Reconstructed earthlodge at Knife River Villages National Historic Site. Photo by Peter Baer via Flickr.

You were given these clues to help you identify National Park Mystery Spot 32, a structure in a National Park System unit.

It's bad luck to be stuck by a Bowie or buck.

The one the golden dollar girl slept in probably looked like this one.

If it takes one to raise one, these could have raised three.

Located at the mouth of a feeder of a famously roiled feeder of a river that is not a feeder.

Circles linger.

The answer is the reconstructed earthlodge at Knife River Indian Villages National Historic Site in central North Dakota.

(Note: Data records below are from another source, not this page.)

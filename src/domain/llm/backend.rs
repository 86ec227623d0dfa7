use async_trait::async_trait;
use serde::{Deserialize, Serialize};
use std::fmt::Debug;
use tokio_util::sync::CancellationToken;

use super::{Message, ToolCall};
use crate::domain::workflow::{Step, StepId, ToolId, Trigger, WorkflowId};
use crate::domain::DomainError;

/// What the backend needs to know about the step it is driving
#[derive(Debug, Clone, PartialEq, Serialize, Deserialize)]
pub struct StepContext {
    pub workflow_id: WorkflowId,

    /// Absent when the turn decides whether a trigger fires
    #[serde(default, skip_serializing_if = "Option::is_none")]
    pub step_id: Option<StepId>,

    pub name: String,

    /// `language_model`, `agent` or `trigger`
    pub kind: String,

    pub model_id: String,

    /// Enabled tools, required ones first in their invocation order
    #[serde(default, skip_serializing_if = "Vec::is_empty")]
    pub tools: Vec<ToolId>,

    /// Tools the model must call, in order
    #[serde(default, skip_serializing_if = "Vec::is_empty")]
    pub required_tools: Vec<ToolId>,
}

impl StepContext {
    /// Context for an executable step; `None` for stop-checkers
    pub fn for_step(step: &Step) -> Option<Self> {
        let model_id = step.kind().model_id()?;
        let (tools, required_tools) = step
            .kind()
            .tools()
            .map(|t| (t.enabled_tools(), t.required_tools().to_vec()))
            .unwrap_or_default();

        Some(Self {
            workflow_id: step.workflow_id().clone(),
            step_id: Some(step.id().clone()),
            name: step.name().to_string(),
            kind: step.kind().type_name().to_string(),
            model_id: model_id.to_string(),
            tools,
            required_tools,
        })
    }

    pub fn for_trigger(trigger: &Trigger) -> Self {
        Self {
            workflow_id: trigger.workflow_id().clone(),
            step_id: None,
            name: trigger.id().to_string(),
            kind: "trigger".to_string(),
            model_id: trigger.model_id().to_string(),
            tools: Vec::new(),
            required_tools: Vec::new(),
        }
    }
}

/// A tool call that needs an answer from a person before the step continues
#[derive(Debug, Clone, PartialEq, Eq, Serialize, Deserialize)]
pub struct HumanInputRequest {
    pub tool_call_id: String,
    pub tool_name: String,
    #[serde(default)]
    pub prompt: String,
}

/// One backend turn
#[derive(Debug, Clone, PartialEq, Default, Serialize, Deserialize)]
pub struct TurnResponse {
    /// Messages produced this turn, appended to the history
    #[serde(default)]
    pub messages: Vec<Message>,

    #[serde(default)]
    pub is_complete: bool,

    #[serde(default, skip_serializing_if = "Option::is_none")]
    pub human_input_required: Option<HumanInputRequest>,
}

impl TurnResponse {
    /// A finished turn whose final assistant message is `content`
    pub fn complete(content: impl Into<String>) -> Self {
        Self {
            messages: vec![Message::assistant(content)],
            is_complete: true,
            human_input_required: None,
        }
    }

    /// An unfinished turn carrying intermediate messages
    pub fn pending(messages: Vec<Message>) -> Self {
        Self {
            messages,
            is_complete: false,
            human_input_required: None,
        }
    }

    pub fn with_human_input(mut self, request: HumanInputRequest) -> Self {
        self.human_input_required = Some(request);
        self
    }

    /// Tool calls requested in this turn that no tool message in the same
    /// turn answers
    pub fn pending_tool_calls(&self) -> Vec<&ToolCall> {
        self.messages
            .iter()
            .flat_map(|m| &m.tool_calls)
            .filter(|call| {
                !self
                    .messages
                    .iter()
                    .any(|m| m.tool_call_id.as_deref() == Some(call.id.as_str()))
            })
            .collect()
    }

    /// Content of the last plain assistant message in this turn. Tool-call
    /// requests are not answers and are skipped.
    pub fn final_text(&self) -> Option<&str> {
        self.messages
            .iter()
            .rev()
            .find(|m| m.role == super::MessageRole::Assistant && !m.has_tool_calls())
            .map(|m| m.content.as_str())
    }
}

/// The language-model-calling backend that drives step turns
#[async_trait]
pub trait StepBackend: Send + Sync + Debug {
    /// Run one turn with the accumulated history.
    ///
    /// Implementations may watch `cancel`; callers discard any result that
    /// arrives after it fires.
    async fn step_turn(
        &self,
        context: &StepContext,
        history: &[Message],
        cancel: &CancellationToken,
    ) -> Result<TurnResponse, DomainError>;

    /// Backend name for logs and errors
    fn backend_name(&self) -> &'static str;
}
use tracing_subscriber::{
    fmt::{self, format::FmtSpan},
    layer::SubscriberExt,
    util::SubscriberInitExt,
    EnvFilter,
};

use crate::config::{LogFormat, LoggingConfig};

/// Install the global subscriber.
///
/// `RUST_LOG` wins over the configured level. Output goes to stderr so command
/// results on stdout stay machine-readable.
pub fn init_logging(config: &LoggingConfig) {
    let filter = build_filter(config);

    match config.format {
        LogFormat::Json => {
            tracing_subscriber::registry()
                .with(filter)
                .with(
                    fmt::layer()
                        .json()
                        .with_writer(std::io::stderr)
                        .with_span_events(FmtSpan::CLOSE),
                )
                .init();
        }
        LogFormat::Pretty => {
            tracing_subscriber::registry()
                .with(filter)
                .with(
                    fmt::layer()
                        .pretty()
                        .with_writer(std::io::stderr)
                        .with_target(true),
                )
                .init();
        }
    }

    tracing::debug!("Logging initialized with level: {}", config.level);
}

fn build_filter(config: &LoggingConfig) -> EnvFilter {
    EnvFilter::try_from_default_env()
        .or_else(|_| EnvFilter::try_new(&config.level))
        .unwrap_or_else(|_| EnvFilter::new("info"))
}
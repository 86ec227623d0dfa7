//! Trigger decisions made by asking the step backend

use std::sync::Arc;

use async_trait::async_trait;
use tokio_util::sync::CancellationToken;
use tracing::debug;

use crate::domain::llm::{Message, StepBackend, StepContext};
use crate::domain::workflow::{InboundEvent, Trigger, TriggerClassifier};
use crate::domain::DomainError;

const ANSWER_INSTRUCTION: &str =
    "Decide whether the message below should start this workflow. Answer with YES or NO only.";

/// Asks the backend the trigger's prompt and reads a yes/no answer
#[derive(Debug, Clone)]
pub struct BackendTriggerClassifier {
    backend: Arc<dyn StepBackend>,
}

impl BackendTriggerClassifier {
    pub fn new(backend: Arc<dyn StepBackend>) -> Self {
        Self { backend }
    }

    fn parse_answer(&self, answer: &str) -> Result<bool, DomainError> {
        let first_word = answer
            .split_whitespace()
            .next()
            .unwrap_or_default()
            .trim_matches(|c: char| !c.is_alphanumeric())
            .to_lowercase();

        match first_word.as_str() {
            "yes" | "true" => Ok(true),
            "no" | "false" => Ok(false),
            _ => Err(DomainError::backend(
                self.backend.backend_name(),
                format!("Unrecognised trigger answer: '{}'", answer.trim()),
            )),
        }
    }
}

#[async_trait]
impl TriggerClassifier for BackendTriggerClassifier {
    async fn should_fire(
        &self,
        trigger: &Trigger,
        inbound: &InboundEvent,
        cancel: &CancellationToken,
    ) -> Result<bool, DomainError> {
        let context = StepContext::for_trigger(trigger);
        let history = vec![
            Message::system(format!("{}\n\n{}", trigger.prompt(), ANSWER_INSTRUCTION)),
            Message::user(inbound.to_trigger_output()),
        ];

        let response = tokio::select! {
            biased;
            _ = cancel.cancelled() => {
                return Err(DomainError::backend(
                    self.backend.backend_name(),
                    "Trigger check cancelled",
                ));
            }
            result = self.backend.step_turn(&context, &history, cancel) => result?,
        };

        let answer = response.final_text().ok_or_else(|| {
            DomainError::backend(self.backend.backend_name(), "Trigger check returned no answer")
        })?;

        let fire = self.parse_answer(answer)?;
        debug!(trigger_id = %trigger.id(), fire, "Trigger evaluated");
        Ok(fire)
    }
}

#[cfg(test)]
mod tests {
    use super::*;
    use crate::domain::llm::{MockStepBackend, TurnResponse};
    use crate::domain::workflow::{TriggerId, WorkflowId};
    use std::time::Duration;

    fn trigger() -> Trigger {
        Trigger::new(
            TriggerId::new("inbox").unwrap(),
            WorkflowId::new("triage").unwrap(),
            "Fire for invoices",
            "gpt-4o-mini",
        )
    }

    #[tokio::test]
    async fn test_yes_fires() {
        let backend = Arc::new(MockStepBackend::new().with_completion("Yes."));
        let classifier = BackendTriggerClassifier::new(backend.clone());

        let inbound = InboundEvent::new("a@b.com", "Invoice #12 attached");
        assert!(classifier.should_fire(&trigger(), &inbound, &CancellationToken::new()).await.unwrap());

        let call = &backend.calls()[0];
        assert_eq!(call.context.kind, "trigger");
        assert_eq!(call.context.model_id, "gpt-4o-mini");
        assert!(call.history[0].content.starts_with("Fire for invoices"));
        assert_eq!(call.history[1].content, "From: a@b.com\n\nInvoice #12 attached");
    }

    #[tokio::test]
    async fn test_no_declines() {
        let backend = Arc::new(MockStepBackend::new().with_completion("  NO"));
        let classifier = BackendTriggerClassifier::new(backend);

        let inbound = InboundEvent::new("a@b.com", "Weekly newsletter");
        assert!(!classifier.should_fire(&trigger(), &inbound, &CancellationToken::new()).await.unwrap());
    }

    #[tokio::test]
    async fn test_unclear_answer_is_error() {
        let backend = Arc::new(MockStepBackend::new().with_completion("maybe"));
        let classifier = BackendTriggerClassifier::new(backend);

        let err = classifier
            .should_fire(&trigger(), &InboundEvent::new("a@b.com", "x"), &CancellationToken::new())
            .await
            .unwrap_err();
        assert!(err.to_string().contains("maybe"));
    }

    #[tokio::test]
    async fn test_missing_answer_is_error() {
        let backend = Arc::new(MockStepBackend::new().with_turn(TurnResponse {
            messages: vec![],
            is_complete: true,
            human_input_required: None,
        }));
        let classifier = BackendTriggerClassifier::new(backend);

        assert!(classifier
            .should_fire(&trigger(), &InboundEvent::new("a@b.com", "x"), &CancellationToken::new())
            .await
            .is_err());
    }

    #[tokio::test]
    async fn test_cancelled_check_is_error() {
        let backend = Arc::new(MockStepBackend::new().with_delayed_turn(
            TurnResponse::complete("YES"),
            Duration::from_secs(30),
        ));
        let classifier = BackendTriggerClassifier::new(backend);
        let cancel = CancellationToken::new();
        cancel.cancel();

        let err = classifier
            .should_fire(&trigger(), &InboundEvent::new("a@b.com", "x"), &cancel)
            .await
            .unwrap_err();
        assert!(err.to_string().contains("cancelled"));
    }
}
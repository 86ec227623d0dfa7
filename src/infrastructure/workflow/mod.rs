//! Workflow infrastructure implementations

mod in_memory_store;
mod runner;
mod step_loop;
mod trigger_classifier;

pub use in_memory_store::InMemoryDefinitionStore;
pub use runner::{
    DispatchOutcome, RunProgress, RunnerConfig, SkipReason, WorkflowRun, WorkflowRunner,
    DEFAULT_MAX_TURNS_PER_STEP,
};
pub use step_loop::{StepExecution, StepState};
pub use trigger_classifier::BackendTriggerClassifier;
use clap::Parser;
use pmp_workflow_engine::cli::{self, Cli, Command};

#[tokio::main]
async fn main() -> anyhow::Result<()> {
    let cli = Cli::parse();
    let config = cli::init();

    match cli.command {
        Command::Validate(args) => cli::validate::run(args),
        Command::Run(args) => cli::run::run(args, &config).await,
        Command::Dispatch(args) => cli::run::dispatch(args, &config).await,
        Command::Tools(args) => cli::tools::run(args).await,
    }
}
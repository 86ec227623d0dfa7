//! Workflow domain module
//!
//! A workflow is a trigger plus an ordered chain of steps. Each run keeps an
//! output ledger mapping the trigger and every executed step to the text it
//! produced; later steps read earlier outputs through placeholders.
//!
//! ## Placeholders
//!
//! - `<<trigger_output>>` - output of the trigger
//! - `<<step_output.{step_id}>>` - output of an earlier step
//! - `<<CURRENT_DATE.{tz}>>` - current date in an IANA timezone

mod definition;
mod entity;
mod error;
mod executor;
mod ids;
mod ledger;
pub mod placeholder;
pub mod repository;
mod step_types;
pub mod stop_checker;
mod tools;
mod trigger;

pub use definition::{DefinitionWarning, WorkflowDefinition};
pub use entity::{Step, Workflow};
pub use error::WorkflowError;
pub use executor::{RunOutcome, RunReport, StepExecutionResult, StepStatus};
pub use ids::{validate_id, StepId, ToolId, TriggerId, WorkflowId, MAX_ID_LENGTH};
pub use ledger::{LedgerKey, OutputLedger};
pub use placeholder::{Clock, FixedClock, Placeholder, Resolution, ResolutionWarning, SystemClock};
pub use repository::DefinitionStore;
pub use step_types::{
    AgentStep, CheckMode, LanguageModelStep, StepKind, StepReference, StopCheckerStep,
};
pub use stop_checker::StopDecision;
pub use tools::{ToolConstraintError, ToolConstraints, ToolEntry, ToolSetting, ToolStatus};
pub use trigger::{InboundEvent, ListFilter, Trigger, TriggerClassifier, TriggerFilter};

#[cfg(test)]
pub use trigger::MockTriggerClassifier;
//! Application configuration

mod app_config;

pub use app_config::{AppConfig, BackendConfig, ExecutionConfig, LogFormat, LoggingConfig};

Kudos to celbert, who was the first to provide the correct answer. Others who figured it out included RangerLady, RoadRanger, and Lee Dalton. Good job, you guys.

Here is how the clues lead you to the answer.

Knife River Indian Villages National Historic Site is located at the mouth of the Knife River, a tributary (or feeder) of the Missouri River. The Missouri is so loaded with sediment (roiled) that it bears the nickname 'Big Muddy" and is jokingly said to be "too thick to drink, too thin to plow." The Missouri drains into the Mississippi River, which drains into the Gulf of Mexico without feeding into a larger river. To sum up, the mystery spot is located at the mouth of a feeder of a famously roiled feeder of a river that is not a feeder.

Since the Missouri River has many tributaries, you need more information to refine the search.

The Bowie knife, a big, fixed-blade pattern designed for fighting, is an iconic weapon. The buck knife, a folding lock-blade pattern designed for general outdoor use, was introduced in 1902 and quickly became a common tool in the outdoor sportsman's kit. (I own three buck knives, which is not enough.) It goes without saying that it would be bad luck to be stuck by a Bowie or buck.

The proverb "it takes a village to raise a child" was popularized in the last few decades, primarily because Hillary Clinton conspicuously used it in her 1996 book It Takes a Village: And Other Lessons Children Teach Us and in her campaign to become the Democratic Party candidate for the 2008 presidential election. The river confluence locale in which Knife River Indian Villages National Historic Site is situated was an important trade hub for hundreds of years and had three villages known as the Hidatsa villages or Mandan and Hidatsu villages. Thus, with apologies to math purists, if it takes one to raise one, these could have raised three.

The people of the three villages (the largest of which dates to about 1600) lived in earthlodges, which were semi-subterranean dwellings constructed by digging circular pits and covering them with domes. Knife River Indian Villages National Historic Site preserves the archeological remains of many earthlodges. The domes disappeared long ago, and little remains of the pits except shallow circular depressions. In other words, circles linger.

A reconstructed earthlodge now functions as one of the principal visitor attractions of Knife River Indian Villages National Historic Site. Sacagawea, the Shoshone woman who served as interpreter/guide for the Lewis & Clark Expedition (1804-1806), and who is represented on a "golden dollar" coin (the Sacagawea dollar), was living in an earthlodge on the Knife River when she was recruited by the Corps of Discovery. Thus, a person visiting the park's reconstructed earthlodge can assume that the one the golden dollar girl slept in probably looked like this one.